The case of S.B. and J.B. was an example of this type of dispute. The parents were divorced spouses who shared custody of a minor child. The divorce took place while the mother was pregnant, and the divorce settlement agreement stated that the unborn child would reside primarily with the mother.

Some time later, though, the mother’s new husband received a job transfer to South Florida. Unable to find a new job near home, the husband accepted the transfer, and the family planned to move to South Florida. The mother asked the court to approve the relocation. The court in these parents’ case ordered the parents to attempt to work out their timesharing issues on their own. S.B., even though the court hadn’t issued a relocation order, moved the child to South Florida anyway. This relocation led the couple to return to court. The judge denied the mother’s request to relocate the child. In addition, the judge also modified timesharing, ordering that the child reside primarily with the father. Specifically, the court awarded the father 70% timesharing.

The mother appealed and won her appeal case. The mother’s success hinged upon a very basic legal concept, that of “due process of law.” Due process of law, guaranteed by the U.S. and Florida constitutions, means several things. One of the aspects of due process that can come up in family law cases is being denied notice. The law says that a court cannot grant a party “relief” that was not requested and cannot decide an issue that was not “noticed” prior to the hearing. As a hypothetical example, if you receive notice that your ex-spouse has asked the court to modify your child support obligation upward, and you go to court on what you believe to be a child support modification hearing, the judge cannot decide at the end of that child support modification hearing to double your alimony obligation.

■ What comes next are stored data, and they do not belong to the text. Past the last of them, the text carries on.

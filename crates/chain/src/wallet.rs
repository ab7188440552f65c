//! Signer key loading.
//!
//! `WALLET_PRIVATE_KEY` may be a base58 string, a base64 string, or a JSON
//! byte array (the `solana-keygen` file format). All three decode to the
//! 64-byte ed25519 keypair; a 32-byte value is treated as a seed.

use base64::Engine;
use solana_sdk::signature::Keypair;
use solana_sdk::signer::keypair::keypair_from_seed;

use crate::error::{ChainError, Result};

/// Decode a wallet secret into a [`Keypair`].
pub fn load_keypair(raw: &str) -> Result<Keypair> {
    let raw = raw.trim();
    if raw.is_empty() {
        return Err(ChainError::InvalidKey("empty key".into()));
    }

    if raw.starts_with('[') {
        let bytes: Vec<u8> = serde_json::from_str(raw)
            .map_err(|e| ChainError::InvalidKey(format!("bad JSON byte array: {e}")))?;
        return keypair_from_bytes(&bytes);
    }

    if let Ok(bytes) = bs58::decode(raw).into_vec() {
        if let Ok(keypair) = keypair_from_bytes(&bytes) {
            return Ok(keypair);
        }
    }

    if let Ok(bytes) = base64::engine::general_purpose::STANDARD.decode(raw) {
        if let Ok(keypair) = keypair_from_bytes(&bytes) {
            return Ok(keypair);
        }
    }

    Err(ChainError::InvalidKey(
        "expected base58, base64, or JSON byte array".into(),
    ))
}

fn keypair_from_bytes(bytes: &[u8]) -> Result<Keypair> {
    match bytes.len() {
        64 => Keypair::from_bytes(bytes)
            .map_err(|e| ChainError::InvalidKey(format!("bad keypair bytes: {e}"))),
        32 => keypair_from_seed(bytes)
            .map_err(|e| ChainError::InvalidKey(format!("bad seed bytes: {e}"))),
        n => Err(ChainError::InvalidKey(format!(
            "expected 32 or 64 key bytes, got {n}"
        ))),
    }
}
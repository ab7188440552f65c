//! Venue and router error types.

use thiserror::Error;

/// Errors a venue client can produce while quoting or building a swap.
#[derive(Debug, Error)]
pub enum DexError {
    /// No pool exists for the requested pair (or reserves are empty).
    #[error("no pool available for pair")]
    NoPool,

    /// The venue's pool data is too old to price against.
    #[error("stale pool data")]
    StaleData,

    /// The pool backing an accepted quote no longer matches it.
    #[error("pool changed since quote")]
    PoolChanged,

    /// The requested token pair does not match the winning pool.
    #[error("token pair does not match pool")]
    InvalidDirection,

    /// The pool cannot absorb the requested input amount.
    #[error("insufficient pool balance for amount")]
    InsufficientBalance,

    /// Transport-level failure talking to the venue.
    #[error("transport error: {0}")]
    Transport(String),
}

impl From<reqwest::Error> for DexError {
    fn from(err: reqwest::Error) -> Self {
        DexError::Transport(err.to_string())
    }
}

/// Routing failures. Quote retries are the queue's job, not the router's,
/// so the only error is the terminal "nobody quoted".
#[derive(Debug, Error)]
pub enum RouterError {
    /// Every registered venue failed or timed out; carries per-venue reasons.
    #[error("Unable to fetch quotes from any venue: {}", reasons.join("; "))]
    NoQuotes { reasons: Vec<String> },
}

Here, the award of 70% timesharing was not proper because of similar due process problems. The mother had no advance warning that the hearing before the judge could result in an alteration of the child’s primary residence, or award the father anything more than 50% timesharing (which is the percentage that he sought in his court documents). This lack of notice was what amounted to a due process violation and allowed the mother to get the timesharing modification overturned.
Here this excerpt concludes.